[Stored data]

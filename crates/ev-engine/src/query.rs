//! Query and response types.

use ev_core::LngLat;
use ev_spatial::{Hazard, Route};

/// `mode` tag of single-route responses.
pub const MODE_DIRECTED: &str = "network+directed";
/// `mode` tag of k-route responses.
pub const MODE_DIRECTED_K: &str = "network+directed+k";

/// Answer to [`RoadRouter::route`](crate::RoadRouter::route).
///
/// An empty `path` means no route was found.
#[derive(Debug, Clone, PartialEq)]
#[cfg_attr(feature = "serde", derive(serde::Serialize, serde::Deserialize))]
pub struct RouteResponse {
    pub path: Vec<LngLat>,
    pub distance_km: f64,
    pub eta_min: f64,
    pub mode: String,
}

impl RouteResponse {
    pub fn empty() -> Self {
        Route::empty().into()
    }

    pub fn is_empty(&self) -> bool {
        self.path.is_empty()
    }
}

impl From<Route> for RouteResponse {
    fn from(route: Route) -> Self {
        Self {
            path:        route.path,
            distance_km: route.distance_km,
            eta_min:     route.eta_min,
            mode:        MODE_DIRECTED.to_owned(),
        }
    }
}

/// Answer to [`RoadRouter::route_k`](crate::RoadRouter::route_k): up to `k`
/// distinct routes, cheapest first.
#[derive(Debug, Clone, PartialEq)]
#[cfg_attr(feature = "serde", derive(serde::Serialize, serde::Deserialize))]
pub struct RouteSet {
    pub routes: Vec<Route>,
    pub mode: String,
}

impl RouteSet {
    pub fn new(routes: Vec<Route>) -> Self {
        Self { routes, mode: MODE_DIRECTED_K.to_owned() }
    }

    pub fn is_empty(&self) -> bool {
        self.routes.is_empty()
    }
}

/// One k-route query, for batch dispatch.
#[derive(Debug, Clone)]
pub struct RouteQuery {
    pub start: LngLat,
    pub end: LngLat,
    pub hazard: Option<Hazard>,
    pub k: usize,
    pub hard_block_core: bool,
}

impl RouteQuery {
    /// A hazard-free query for `k` routes.
    pub fn new(start: LngLat, end: LngLat, k: usize) -> Self {
        Self { start, end, hazard: None, k, hard_block_core: false }
    }

    pub fn with_hazard(mut self, hazard: Hazard, hard_block_core: bool) -> Self {
        self.hazard = Some(hazard);
        self.hard_block_core = hard_block_core;
        self
    }
}
//! Turning a graph path into a caller-facing route.

use ev_core::LngLat;

use crate::search::{Path, RoutingGraph};

/// A route as returned to callers: geometry plus physical and time metrics.
///
/// Serializes (feature `serde`) as
/// `{"path": [[lng, lat], ...], "distance_km": …, "eta_min": …}`.
#[derive(Debug, Clone, PartialEq, Default)]
#[cfg_attr(feature = "serde", derive(serde::Serialize, serde::Deserialize))]
pub struct Route {
    /// Coordinates from start to end, without duplicated joins.
    pub path: Vec<LngLat>,
    /// Sum of traversed edge lengths.  Hazard multipliers do not apply.
    pub distance_km: f64,
    /// Sum of traversed edge weights (including penalties), in minutes.
    pub eta_min: f64,
}

impl Route {
    /// The empty route: no coordinates, zero metrics.
    pub fn empty() -> Self {
        Self::default()
    }

    pub fn is_empty(&self) -> bool {
        self.path.is_empty()
    }
}

/// Concatenate the polylines of `path`'s edges and total its metrics.
///
/// A zero-edge path gives [`Route::empty`].
pub fn assemble<G: RoutingGraph>(graph: &G, path: &Path) -> Route {
    let mut coords: Vec<LngLat> = Vec::with_capacity(path.edges.len() + 1);
    let mut distance_km = 0.0;
    let mut eta_hr = 0.0;

    for &edge in &path.edges {
        let line = graph.edge_polyline(edge);
        let skip = usize::from(coords.last().is_some_and(|last| last.key() == line[0].key()));
        coords.extend_from_slice(&line[skip..]);
        distance_km += graph.edge_length_km(edge);
        eta_hr += graph.edge_weight_hr(edge);
    }

    Route { path: coords, distance_km, eta_min: eta_hr * 60.0 }
}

BRIEF
Check each line above for the string "edges", then copy the ones that have it.

ANSWER TO THIS PROBLEM
/// Concatenate the polylines of `path`'s edges and total its metrics.
    let mut coords: Vec<LngLat> = Vec::with_capacity(path.edges.len() + 1);
    for &edge in &path.edges {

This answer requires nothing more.